◆ **What you should do**: Exact copies of all entries are expected.

BEGIN Exercise data

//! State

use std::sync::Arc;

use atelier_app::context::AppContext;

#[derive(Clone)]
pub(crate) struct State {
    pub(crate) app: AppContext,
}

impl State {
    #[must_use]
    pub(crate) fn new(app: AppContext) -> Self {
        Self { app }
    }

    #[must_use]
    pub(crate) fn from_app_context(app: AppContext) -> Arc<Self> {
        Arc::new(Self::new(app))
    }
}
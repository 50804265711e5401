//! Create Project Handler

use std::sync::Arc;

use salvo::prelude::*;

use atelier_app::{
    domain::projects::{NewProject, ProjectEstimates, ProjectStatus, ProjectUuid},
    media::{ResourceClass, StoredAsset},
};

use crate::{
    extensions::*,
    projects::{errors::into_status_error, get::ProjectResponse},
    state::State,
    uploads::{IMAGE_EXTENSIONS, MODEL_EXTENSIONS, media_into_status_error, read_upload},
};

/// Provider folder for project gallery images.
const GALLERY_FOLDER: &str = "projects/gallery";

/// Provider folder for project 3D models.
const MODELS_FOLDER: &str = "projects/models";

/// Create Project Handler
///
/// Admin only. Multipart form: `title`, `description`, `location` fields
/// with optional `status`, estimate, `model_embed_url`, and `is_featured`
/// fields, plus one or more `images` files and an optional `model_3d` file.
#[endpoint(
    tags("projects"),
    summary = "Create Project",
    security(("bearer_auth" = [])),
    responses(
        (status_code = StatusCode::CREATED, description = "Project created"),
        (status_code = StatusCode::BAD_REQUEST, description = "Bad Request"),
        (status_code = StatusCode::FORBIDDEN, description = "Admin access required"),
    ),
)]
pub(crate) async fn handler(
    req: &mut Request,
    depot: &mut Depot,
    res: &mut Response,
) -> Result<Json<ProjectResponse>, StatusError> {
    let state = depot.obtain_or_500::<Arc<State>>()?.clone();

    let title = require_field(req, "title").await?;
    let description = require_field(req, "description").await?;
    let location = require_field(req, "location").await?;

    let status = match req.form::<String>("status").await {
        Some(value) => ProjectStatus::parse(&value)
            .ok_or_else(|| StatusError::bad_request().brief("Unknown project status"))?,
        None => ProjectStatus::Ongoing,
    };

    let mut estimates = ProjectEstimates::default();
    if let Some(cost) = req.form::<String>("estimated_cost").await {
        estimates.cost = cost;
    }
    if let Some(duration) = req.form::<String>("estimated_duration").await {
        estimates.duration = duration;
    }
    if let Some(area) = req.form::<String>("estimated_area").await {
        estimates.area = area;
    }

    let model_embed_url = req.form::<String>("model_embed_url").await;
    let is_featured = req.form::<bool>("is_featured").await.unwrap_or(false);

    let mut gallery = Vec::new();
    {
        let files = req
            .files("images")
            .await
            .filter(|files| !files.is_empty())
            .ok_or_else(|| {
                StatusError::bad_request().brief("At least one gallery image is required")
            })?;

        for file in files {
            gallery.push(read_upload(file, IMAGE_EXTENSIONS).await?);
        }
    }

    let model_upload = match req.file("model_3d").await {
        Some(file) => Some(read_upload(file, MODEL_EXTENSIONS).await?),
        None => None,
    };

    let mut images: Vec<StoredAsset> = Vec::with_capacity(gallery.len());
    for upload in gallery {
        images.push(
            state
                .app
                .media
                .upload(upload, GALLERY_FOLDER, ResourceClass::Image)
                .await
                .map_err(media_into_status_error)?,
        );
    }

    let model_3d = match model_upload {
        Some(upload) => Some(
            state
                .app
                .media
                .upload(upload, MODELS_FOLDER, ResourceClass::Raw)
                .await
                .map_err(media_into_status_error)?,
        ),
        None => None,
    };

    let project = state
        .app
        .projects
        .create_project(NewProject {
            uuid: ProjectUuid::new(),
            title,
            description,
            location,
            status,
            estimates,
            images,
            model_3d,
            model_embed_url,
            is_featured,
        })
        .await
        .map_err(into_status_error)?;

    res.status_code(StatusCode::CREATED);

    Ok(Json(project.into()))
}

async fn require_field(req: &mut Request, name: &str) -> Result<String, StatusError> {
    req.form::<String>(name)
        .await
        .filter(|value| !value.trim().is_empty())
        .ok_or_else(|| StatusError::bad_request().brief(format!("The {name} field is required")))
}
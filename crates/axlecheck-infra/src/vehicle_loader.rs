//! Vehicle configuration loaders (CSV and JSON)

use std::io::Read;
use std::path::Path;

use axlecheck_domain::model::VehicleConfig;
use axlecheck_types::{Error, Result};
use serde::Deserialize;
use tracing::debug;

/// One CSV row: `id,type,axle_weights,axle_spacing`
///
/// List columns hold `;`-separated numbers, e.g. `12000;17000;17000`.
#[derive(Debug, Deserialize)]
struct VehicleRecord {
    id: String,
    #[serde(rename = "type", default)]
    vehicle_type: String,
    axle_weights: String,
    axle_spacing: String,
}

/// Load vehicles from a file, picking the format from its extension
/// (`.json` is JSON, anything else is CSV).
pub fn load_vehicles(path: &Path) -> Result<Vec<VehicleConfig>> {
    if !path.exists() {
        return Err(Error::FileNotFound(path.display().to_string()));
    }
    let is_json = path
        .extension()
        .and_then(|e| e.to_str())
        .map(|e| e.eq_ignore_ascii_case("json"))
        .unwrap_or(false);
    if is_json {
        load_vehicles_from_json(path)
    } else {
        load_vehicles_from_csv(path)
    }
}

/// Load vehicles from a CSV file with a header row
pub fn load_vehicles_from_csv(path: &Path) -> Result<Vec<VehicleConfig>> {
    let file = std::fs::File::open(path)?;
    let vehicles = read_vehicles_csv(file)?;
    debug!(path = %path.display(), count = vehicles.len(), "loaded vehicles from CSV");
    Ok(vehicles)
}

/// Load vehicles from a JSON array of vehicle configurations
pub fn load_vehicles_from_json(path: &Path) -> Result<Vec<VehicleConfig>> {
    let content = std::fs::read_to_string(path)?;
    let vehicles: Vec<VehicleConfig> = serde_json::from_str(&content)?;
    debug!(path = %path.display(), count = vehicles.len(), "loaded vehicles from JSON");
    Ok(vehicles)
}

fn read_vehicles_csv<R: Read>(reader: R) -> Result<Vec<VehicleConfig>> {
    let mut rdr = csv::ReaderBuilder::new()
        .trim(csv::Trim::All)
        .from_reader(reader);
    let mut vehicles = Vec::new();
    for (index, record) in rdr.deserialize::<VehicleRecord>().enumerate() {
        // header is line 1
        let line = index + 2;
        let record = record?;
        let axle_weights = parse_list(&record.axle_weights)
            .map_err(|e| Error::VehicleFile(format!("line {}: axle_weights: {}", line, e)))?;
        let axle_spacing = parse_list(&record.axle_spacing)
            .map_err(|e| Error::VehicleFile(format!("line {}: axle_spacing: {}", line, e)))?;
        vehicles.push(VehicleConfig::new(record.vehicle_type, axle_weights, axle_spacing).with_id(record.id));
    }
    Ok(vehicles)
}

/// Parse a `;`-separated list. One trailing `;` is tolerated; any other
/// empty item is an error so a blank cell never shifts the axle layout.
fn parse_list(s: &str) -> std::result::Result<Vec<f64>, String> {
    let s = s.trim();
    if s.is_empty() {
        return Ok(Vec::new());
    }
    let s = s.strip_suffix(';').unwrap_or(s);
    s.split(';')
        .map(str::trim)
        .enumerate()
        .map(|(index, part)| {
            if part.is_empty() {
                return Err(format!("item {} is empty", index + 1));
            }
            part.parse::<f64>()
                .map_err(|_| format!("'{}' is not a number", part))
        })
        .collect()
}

END Exercise data

◆ **Your solution**:
//! State

use std::sync::Arc;

use atelier_app::context::AppContext;

#[derive(Clone)]
pub(crate) struct State {
    pub(crate) app: AppContext,
}

impl State {
    #[must_use]
    pub(crate) fn new(app: AppContext) -> Self {
        Self { app }
    }

    #[must_use]
    pub(crate) fn from_app_context(app: AppContext) -> Arc<Self> {
        Arc::new(Self::new(app))
    }
}
repository 50804265711e5401
//! Create Project Handler

use std::sync::Arc;

use salvo::prelude::*;

use atelier_app::{
    domain::projects::{NewProject, ProjectEstimates, ProjectStatus, ProjectUuid},
    media::{ResourceClass, StoredAsset},
};

use crate::{
    extensions::*,
    projects::{errors::into_status_error, get::ProjectResponse},
    state::State,
    uploads::{IMAGE_EXTENSIONS, MODEL_EXTENSIONS, media_into_status_error, read_upload},
};

/// Provider folder for project gallery images.
const GALLERY_FOLDER: &str = "projects/gallery";

/// Provider folder for project 3D models.
const MODELS_FOLDER: &str = "projects/models";

/// Create Project Handler
///
/// Admin only. Multipart form: `title`, `description`, `location` fields
/// with optional `status`, estimate, `model_embed_url`, and `is_featured`
/// fields, plus one or more `images` files and an optional `model_3d` file.
#[endpoint(
    tags("projects"),
    summary = "Create Project",
    security(("bearer_auth" = [])),
    responses(
        (status_code = StatusCode::CREATED, description = "Project created"),
        (status_code = StatusCode::BAD_REQUEST, description = "Bad Request"),
        (status_code = StatusCode::FORBIDDEN, description = "Admin access required"),
    ),
)]
pub(crate) async fn handler(
    req: &mut Request,
    depot: &mut Depot,
    res: &mut Response,
) -> Result<Json<ProjectResponse>, StatusError> {
    let state = depot.obtain_or_500::<Arc<State>>()?.clone();

    let title = require_field(req, "title").await?;
    let description = require_field(req, "description").await?;
    let location = require_field(req, "location").await?;

    let status = match req.form::<String>("status").await {
        Some(value) => ProjectStatus::parse(&value)
            .ok_or_else(|| StatusError::bad_request().brief("Unknown project status"))?,
        None => ProjectStatus::Ongoing,
    };

    let mut estimates = ProjectEstimates::default();
    if let Some(cost) = req.form::<String>("estimated_cost").await {
        estimates.cost = cost;
    }
    if let Some(duration) = req.form::<String>("estimated_duration").await {
        estimates.duration = duration;
    }
    if let Some(area) = req.form::<String>("estimated_area").await {
        estimates.area = area;
    }

    let model_embed_url = req.form::<String>("model_embed_url").await;
    let is_featured = req.form::<bool>("is_featured").await.unwrap_or(false);

    let mut gallery = Vec::new();
    {
        let files = req
            .files("images")
            .await
            .filter(|files| !files.is_empty())
            .ok_or_else(|| {
                StatusError::bad_request().brief("At least one gallery image is required")
            })?;

        for file in files {
            gallery.push(read_upload(file, IMAGE_EXTENSIONS).await?);
        }
    }

    let model_upload = match req.file("model_3d").await {
        Some(file) => Some(read_upload(file, MODEL_EXTENSIONS).await?),
        None => None,
    };

    let mut images: Vec<StoredAsset> = Vec::with_capacity(gallery.len());
    for upload in gallery {
        images.push(
            state
                .app
                .media
                .upload(upload, GALLERY_FOLDER, ResourceClass::Image)
                .await
                .map_err(media_into_status_error)?,
        );
    }

    let model_3d = match model_upload {
        Some(upload) => Some(
            state
                .app
                .media
                .upload(upload, MODELS_FOLDER, ResourceClass::Raw)
                .await
                .map_err(media_into_status_error)?,
        ),
        None => None,
    };

    let project = state
        .app
        .projects
        .create_project(NewProject {
            uuid: ProjectUuid::new(),
            title,
            description,
            location,
            status,
            estimates,
            images,
            model_3d,
            model_embed_url,
            is_featured,
        })
        .await
        .map_err(into_status_error)?;

    res.status_code(StatusCode::CREATED);

    Ok(Json(project.into()))
}

async fn require_field(req: &mut Request, name: &str) -> Result<String, StatusError> {
    req.form::<String>(name)
        .await
        .filter(|value| !value.trim().is_empty())
        .ok_or_else(|| StatusError::bad_request().brief(format!("The {name} field is required")))
}
filename crates/axlecheck-infra/src/vehicle_loader.rs
//! Vehicle configuration loaders (CSV and JSON)

use std::io::Read;
use std::path::Path;

use axlecheck_domain::model::VehicleConfig;
use axlecheck_types::{Error, Result};
use serde::Deserialize;
use tracing::debug;

/// One CSV row: `id,type,axle_weights,axle_spacing`
///
/// List columns hold `;`-separated numbers, e.g. `12000;17000;17000`.
#[derive(Debug, Deserialize)]
struct VehicleRecord {
    id: String,
    #[serde(rename = "type", default)]
    vehicle_type: String,
    axle_weights: String,
    axle_spacing: String,
}

/// Load vehicles from a file, picking the format from its extension
/// (`.json` is JSON, anything else is CSV).
pub fn load_vehicles(path: &Path) -> Result<Vec<VehicleConfig>> {
    if !path.exists() {
        return Err(Error::FileNotFound(path.display().to_string()));
    }
    let is_json = path
        .extension()
        .and_then(|e| e.to_str())
        .map(|e| e.eq_ignore_ascii_case("json"))
        .unwrap_or(false);
    if is_json {
        load_vehicles_from_json(path)
    } else {
        load_vehicles_from_csv(path)
    }
}

/// Load vehicles from a CSV file with a header row
pub fn load_vehicles_from_csv(path: &Path) -> Result<Vec<VehicleConfig>> {
    let file = std::fs::File::open(path)?;
    let vehicles = read_vehicles_csv(file)?;
    debug!(path = %path.display(), count = vehicles.len(), "loaded vehicles from CSV");
    Ok(vehicles)
}

/// Load vehicles from a JSON array of vehicle configurations
pub fn load_vehicles_from_json(path: &Path) -> Result<Vec<VehicleConfig>> {
    let content = std::fs::read_to_string(path)?;
    let vehicles: Vec<VehicleConfig> = serde_json::from_str(&content)?;
    debug!(path = %path.display(), count = vehicles.len(), "loaded vehicles from JSON");
    Ok(vehicles)
}

fn read_vehicles_csv<R: Read>(reader: R) -> Result<Vec<VehicleConfig>> {
    let mut rdr = csv::ReaderBuilder::new()
        .trim(csv::Trim::All)
        .from_reader(reader);
    let mut vehicles = Vec::new();
    for (index, record) in rdr.deserialize::<VehicleRecord>().enumerate() {
        // header is line 1
        let line = index + 2;
        let record = record?;
        let axle_weights = parse_list(&record.axle_weights)
            .map_err(|e| Error::VehicleFile(format!("line {}: axle_weights: {}", line, e)))?;
        let axle_spacing = parse_list(&record.axle_spacing)
            .map_err(|e| Error::VehicleFile(format!("line {}: axle_spacing: {}", line, e)))?;
        vehicles.push(VehicleConfig::new(record.vehicle_type, axle_weights, axle_spacing).with_id(record.id));
    }
    Ok(vehicles)
}

/// Parse a `;`-separated list. One trailing `;` is tolerated; any other
/// empty item is an error so a blank cell never shifts the axle layout.
fn parse_list(s: &str) -> std::result::Result<Vec<f64>, String> {
    let s = s.trim();
    if s.is_empty() {
        return Ok(Vec::new());
    }
    let s = s.strip_suffix(';').unwrap_or(s);
    s.split(';')
        .map(str::trim)
        .enumerate()
        .map(|(index, part)| {
            if part.is_empty() {
                return Err(format!("item {} is empty", index + 1));
            }
            part.parse::<f64>()
                .map_err(|_| format!("'{}' is not a number", part))
        })
        .collect()
}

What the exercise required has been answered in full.